### EXERCISE GOAL:
Extract all lines from the data beneath that include the word "endpoint".

### LISTED ENTRIES:
━━━━
//! WebSocket session with capped connect retry and serialized writes.
//!
//! The session splits the socket: the reader is exclusively owned by the
//! scraper's fetch loop, while all writes (subscribe, unsubscribe,
//! heartbeat) go through a cloneable [`WsWriteHandle`] that serializes them
//! behind one async mutex. Reads are never blocked by writes.

use crate::error::{WsError, WsResult};
use futures_util::stream::{SplitSink, SplitStream};
use futures_util::{SinkExt, StreamExt};
use serde::de::DeserializeOwned;
use serde::Serialize;
use std::sync::Arc;
use std::time::Duration;
use tokio::net::TcpStream;
use tokio::sync::Mutex;
use tokio_tungstenite::tungstenite::Message;
use tokio_tungstenite::{connect_async_tls_with_config, MaybeTlsStream, WebSocketStream};
use tokio_util::sync::CancellationToken;
use tracing::{debug, warn};

/// Maximum number of connection attempts before giving up.
pub const CONN_MAX_RETRY: u32 = 50;

type WsSink = SplitSink<WebSocketStream<MaybeTlsStream<TcpStream>>, Message>;
type WsStream = SplitStream<WebSocketStream<MaybeTlsStream<TcpStream>>>;

/// Connection configuration.
#[derive(Debug, Clone)]
pub struct SessionConfig {
    /// WebSocket URL.
    pub url: String,
    /// Maximum connection attempts.
    pub max_retry: u32,
    /// Base delay for exponential backoff.
    pub base_delay_ms: u64,
    /// Maximum delay for exponential backoff.
    pub max_delay_ms: u64,
}

impl SessionConfig {
    pub fn new(url: impl Into<String>) -> Self {
        Self {
            url: url.into(),
            max_retry: CONN_MAX_RETRY,
            base_delay_ms: 1000,
            max_delay_ms: 60000,
        }
    }
}

/// An established WebSocket session.
#[derive(Debug)]
pub struct WsSession {
    reader: WsStream,
    write: WsWriteHandle,
}

impl WsSession {
    /// Dial the endpoint once.
    pub async fn connect(url: &str) -> WsResult<Self> {
        let (stream, _response) = connect_async_tls_with_config(url, None, true, None).await?;
        let (sink, reader) = stream.split();
        Ok(Self {
            reader,
            write: WsWriteHandle {
                sink: Arc::new(Mutex::new(sink)),
            },
        })
    }

    /// Dial the endpoint, retrying with exponential backoff up to the
    /// configured cap. Returns [`WsError::Cancelled`] when the shutdown
    /// token fires during a backoff wait.
    pub async fn connect_with_retry(
        config: &SessionConfig,
        shutdown: &CancellationToken,
    ) -> WsResult<Self> {
        let mut attempt = 0u32;
        loop {
            attempt += 1;
            match Self::connect(&config.url).await {
                Ok(session) => {
                    debug!(url = %config.url, attempt, "WebSocket connected");
                    return Ok(session);
                }
                Err(e) if attempt >= config.max_retry => {
                    warn!(url = %config.url, attempt, ?e, "Giving up on connection");
                    return Err(WsError::MaxRetriesExceeded { attempts: attempt });
                }
                Err(e) => {
                    let delay = backoff_delay(config, attempt);
                    warn!(url = %config.url, attempt, delay_ms = delay.as_millis(), ?e, "Reconnecting");
                    tokio::select! {
                        () = tokio::time::sleep(delay) => {}
                        () = shutdown.cancelled() => return Err(WsError::Cancelled),
                    }
                }
            }
        }
    }

    /// A cloneable handle for writing to this session.
    pub fn write_handle(&self) -> WsWriteHandle {
        self.write.clone()
    }

    /// Read the next text frame.
    ///
    /// Transport pings are answered inline; pongs and binary frames are
    /// skipped. A close frame or stream end maps to
    /// [`WsError::ConnectionClosed`].
    pub async fn read_text(&mut self) -> WsResult<String> {
        loop {
            match self.reader.next().await {
                Some(Ok(Message::Text(text))) => return Ok(text.to_string()),
                Some(Ok(Message::Ping(payload))) => {
                    self.write.send_raw(Message::Pong(payload)).await?;
                }
                Some(Ok(Message::Close(frame))) => {
                    let (code, reason) = frame
                        .map(|f| (f.code.into(), f.reason.to_string()))
                        .unwrap_or((1000, "Normal close".to_string()));
                    return Err(WsError::ConnectionClosed { code, reason });
                }
                Some(Ok(_)) => continue,
                Some(Err(e)) => return Err(e.into()),
                None => {
                    return Err(WsError::ConnectionClosed {
                        code: 1006,
                        reason: "stream ended".to_string(),
                    })
                }
            }
        }
    }

    /// Read the next text frame and decode it as JSON.
    pub async fn read_json<T: DeserializeOwned>(&mut self) -> WsResult<T> {
        let text = self.read_text().await?;
        Ok(serde_json::from_str(&text)?)
    }
}

/// Cloneable, mutex-serialized writer for a [`WsSession`].
#[derive(Clone, Debug)]
pub struct WsWriteHandle {
    sink: Arc<Mutex<WsSink>>,
}

impl WsWriteHandle {
    /// Send a JSON-encoded message.
    pub async fn send_json<T: Serialize + ?Sized>(&self, msg: &T) -> WsResult<()> {
        let text = serde_json::to_string(msg)?;
        self.send_raw(Message::Text(text.into())).await
    }

    /// Send a raw frame.
    pub async fn send_raw(&self, msg: Message) -> WsResult<()> {
        let mut sink = self.sink.lock().await;
        sink.send(msg).await?;
        Ok(())
    }

    /// Send a close frame. Errors are ignored; the peer may already be gone.
    pub async fn close(&self) {
        let mut sink = self.sink.lock().await;
        let _ = sink.send(Message::Close(None)).await;
    }
}

fn backoff_delay(config: &SessionConfig, attempt: u32) -> Duration {
    // base * 2^(attempt-1), capped
    let exponent = attempt.saturating_sub(1).min(10);
    let delay = config
        .base_delay_ms
        .saturating_mul(1u64 << exponent)
        .min(config.max_delay_ms);
    Duration::from_millis(delay + jitter_ms())
}

/// Jitter (0-1000ms) derived from the wall clock's subsecond nanos.
fn jitter_ms() -> u64 {
    use std::time::{SystemTime, UNIX_EPOCH};
    let nanos = SystemTime::now()
        .duration_since(UNIX_EPOCH)
        .map(|d| d.subsec_nanos())
        .unwrap_or(0);
    (nanos % 1000) as u64
}
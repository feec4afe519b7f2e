//! Stage 1 filters: one scalar price per tradesblock.

use crate::error::{ProcessorError, ProcessorResult};
use crate::quotation::UsdQuoter;
use chrono::{DateTime, Utc};
use feeder_models::{last_trade, Trade};

/// Per-market filter variants.
#[derive(Debug, Clone, Copy, PartialEq, Eq, Default)]
pub enum FilterType {
    #[default]
    LastPrice,
}

impl FilterType {
    pub fn from_env() -> Self {
        let raw = feeder_config::env_or("FILTER_TYPE", "LastPrice");
        match raw.as_str() {
            "LastPrice" => Self::LastPrice,
            other => {
                tracing::warn!(filter = other, "Unknown filter type, using LastPrice");
                Self::LastPrice
            }
        }
    }

    pub fn name(&self) -> &'static str {
        match self {
            Self::LastPrice => "lastprice",
        }
    }
}

/// Price of the most recent trade, optionally converted to USD by
/// multiplying with the base token's USD quotation. Fiat-USD bases skip
/// the lookup.
pub async fn last_price(
    trades: &[Trade],
    quoter: &dyn UsdQuoter,
    usd_price: bool,
) -> ProcessorResult<(f64, DateTime<Utc>)> {
    let last = last_trade(trades).ok_or(ProcessorError::EmptyBlock)?;
    if last.base_token.is_fiat_usd() {
        return Ok((last.price, last.time));
    }
    if !usd_price {
        return Ok((last.price, last.time));
    }
    let base_usd = quoter
        .usd_price(&last.base_token.blockchain, &last.base_token.address)
        .await?;
    Ok((base_usd * last.price, last.time))
}

#[cfg(test)]
mod tests {
    use super::*;
    use async_trait::async_trait;
    use chrono::TimeZone;
    use feeder_models::{Asset, Exchange};

    struct FixedQuoter(f64);

    #[async_trait]
    impl UsdQuoter for FixedQuoter {
        async fn usd_price(&self, _blockchain: &str, _address: &str) -> ProcessorResult<f64> {
            Ok(self.0)
        }
    }

    struct FailingQuoter;

    #[async_trait]
    impl UsdQuoter for FailingQuoter {
        async fn usd_price(&self, blockchain: &str, address: &str) -> ProcessorResult<f64> {
            Err(ProcessorError::QuoteLookup {
                blockchain: blockchain.to_string(),
                address: address.to_string(),
                reason: "stub".to_string(),
            })
        }
    }

    fn trade(price: f64, secs: i64, base: Asset) -> Trade {
        Trade {
            quote_token: Asset {
                symbol: "BTC".to_string(),
                ..Default::default()
            },
            base_token: base,
            price,
            volume: 1.0,
            time: Utc.timestamp_opt(secs, 0).unwrap(),
            exchange: Exchange::centralized("Binance"),
            foreign_trade_id: String::new(),
            pool_address: String::new(),
        }
    }

    fn usdt() -> Asset {
        Asset {
            symbol: "USDT".to_string(),
            address: "0xdac1".to_string(),
            blockchain: "Ethereum".to_string(),
            ..Default::default()
        }
    }

    #[tokio::test]
    async fn test_last_price_picks_latest_trade() {
        let trades = vec![
            trade(50000.0, 10, usdt()),
            trade(50100.0, 20, usdt()),
            trade(50050.0, 30, usdt()),
        ];
        let (price, time) = last_price(&trades, &FixedQuoter(1.0), true).await.unwrap();
        assert_eq!(price, 50050.0);
        assert_eq!(time.timestamp(), 30);
    }

    #[tokio::test]
    async fn test_last_price_multiplies_base_quotation() {
        let trades = vec![trade(50000.0, 10, usdt())];
        let (price, _) = last_price(&trades, &FixedQuoter(1.001), true).await.unwrap();
        assert!((price - 50050.0).abs() < 1e-6);
    }

    #[tokio::test]
    async fn test_fiat_usd_base_skips_lookup() {
        let trades = vec![trade(50000.0, 10, Asset::fiat_usd())];
        // The failing quoter would error if it were consulted.
        let (price, _) = last_price(&trades, &FailingQuoter, true).await.unwrap();
        assert_eq!(price, 50000.0);
    }

    #[tokio::test]
    async fn test_empty_block_fails() {
        let result = last_price(&[], &FixedQuoter(1.0), true).await;
        assert!(matches!(result, Err(ProcessorError::EmptyBlock)));
    }

    #[tokio::test]
    async fn test_lookup_failure_propagates() {
        let trades = vec![trade(50000.0, 10, usdt())];
        assert!(last_price(&trades, &FailingQuoter, true).await.is_err());
    }
}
━━━━
### FINISHED EXERCISE:
    /// Dial the endpoint once.
    /// Dial the endpoint, retrying with exponential backoff up to the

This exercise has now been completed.